We were a little convoy trying to sneak through to one of our advance bases. We had a few four-stacker destroyers and a light cruiser to protect maybe twenty freighters. I was just a few weeks out of boot camp and I was aboard one of those freighters, part of a seven-man gun crew.

The gun we had would've sunk our ship if we'd ever got to fire it. I figured we'd captured it from the British in the war of 1812 and it still wasn't friendly to Americans. Anyway, in those days we didn't have to know much. They taught us only three commands: Ready, Aim, and Abandon Ship. It was a rugged life.

It got more rugged pretty fast. Our fourth day out, just before sundown, a flight of twenty-one Jap bombers spotted us. The next thing we knew they started coming down. The convoy scattered and it was every ship for itself. The destroyers started zig-zag-ging and they had the speed to make it work, but this tub I was on could do maybe seven knots running downhill. She had an old skipper who'd come back to the sea from some cabbage farm, and what does this old seadog think he can do? He thinks he can learn new tricks. He sees the way the destroyers are going and he decides to do a little zig-zaggery himself.

Well, maybe we should have zagged when we zigged. The next thing we knew we had two heavy bombs aboard. One took the bow and the other sliced off the stern and the middle went for the bottom like an anchor.

When I looked around again, I was floating. A few hundred yards away I saw two guys climbing aboard a raft, so I decided to pay them a visit even though they weren't Navy, but a couple of deck hands from this freighter. I made it just before dark and there I was, safe in body and mind, but very lonely except for these two guys. What was left of the convoy scattered and was out of sight before I got to the raft. There wasn't even smoke on the horizon in an hour. If the destroyers came back later to hunt for survivors, they never came out our way. We were orphans right from the start.

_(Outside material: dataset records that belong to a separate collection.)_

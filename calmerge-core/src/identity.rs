//! Identity generation.
//!
//! The parser and exporter never call a random number generator directly;
//! they take a [`UidGenerator`] so tests can pass deterministic identities.

/// Produces fresh identity tokens.
pub trait UidGenerator: Send {
    fn next_uid(&mut self) -> String;
}

/// Random v4 UUIDs. The production generator.
#[derive(Debug, Default, Clone, Copy)]
pub struct RandomUidGenerator;

impl UidGenerator for RandomUidGenerator {
    fn next_uid(&mut self) -> String {
        uuid::Uuid::new_v4().to_string()
    }
}

/// `<prefix>-1`, `<prefix>-2`, ... Reproducible across runs.
#[derive(Debug, Clone)]
pub struct SequentialUidGenerator {
    prefix: String,
    next: u64,
}

impl SequentialUidGenerator {
    pub fn new(prefix: impl Into<String>) -> Self {
        SequentialUidGenerator {
            prefix: prefix.into(),
            next: 1,
        }
    }
}

impl UidGenerator for SequentialUidGenerator {
    fn next_uid(&mut self) -> String {
        let uid = format!("{}-{}", self.prefix, self.next);
        self.next += 1;
        uid
    }
}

And we stayed orphans. We had some food and water aboard and some gadgets like fishing tackle and flash-lights and we figured we'd be picked up pretty soon. But we weren't picked up. The days went by and the raft went wherever it wanted to go. Sometimes it went so fast it looked like it had an appointment some place, and after the first week we didn't any of us know what ocean we were in.



It kept getting worse. These two guys with me hadn't ever shipped out before and they didn't even know the sea was salty. We ran into some rough weather one night and most of our food went overboard because I trusted them to make the stuff fast, and fast was the way it disappeared. What was left didn't last much longer and then the water gave out.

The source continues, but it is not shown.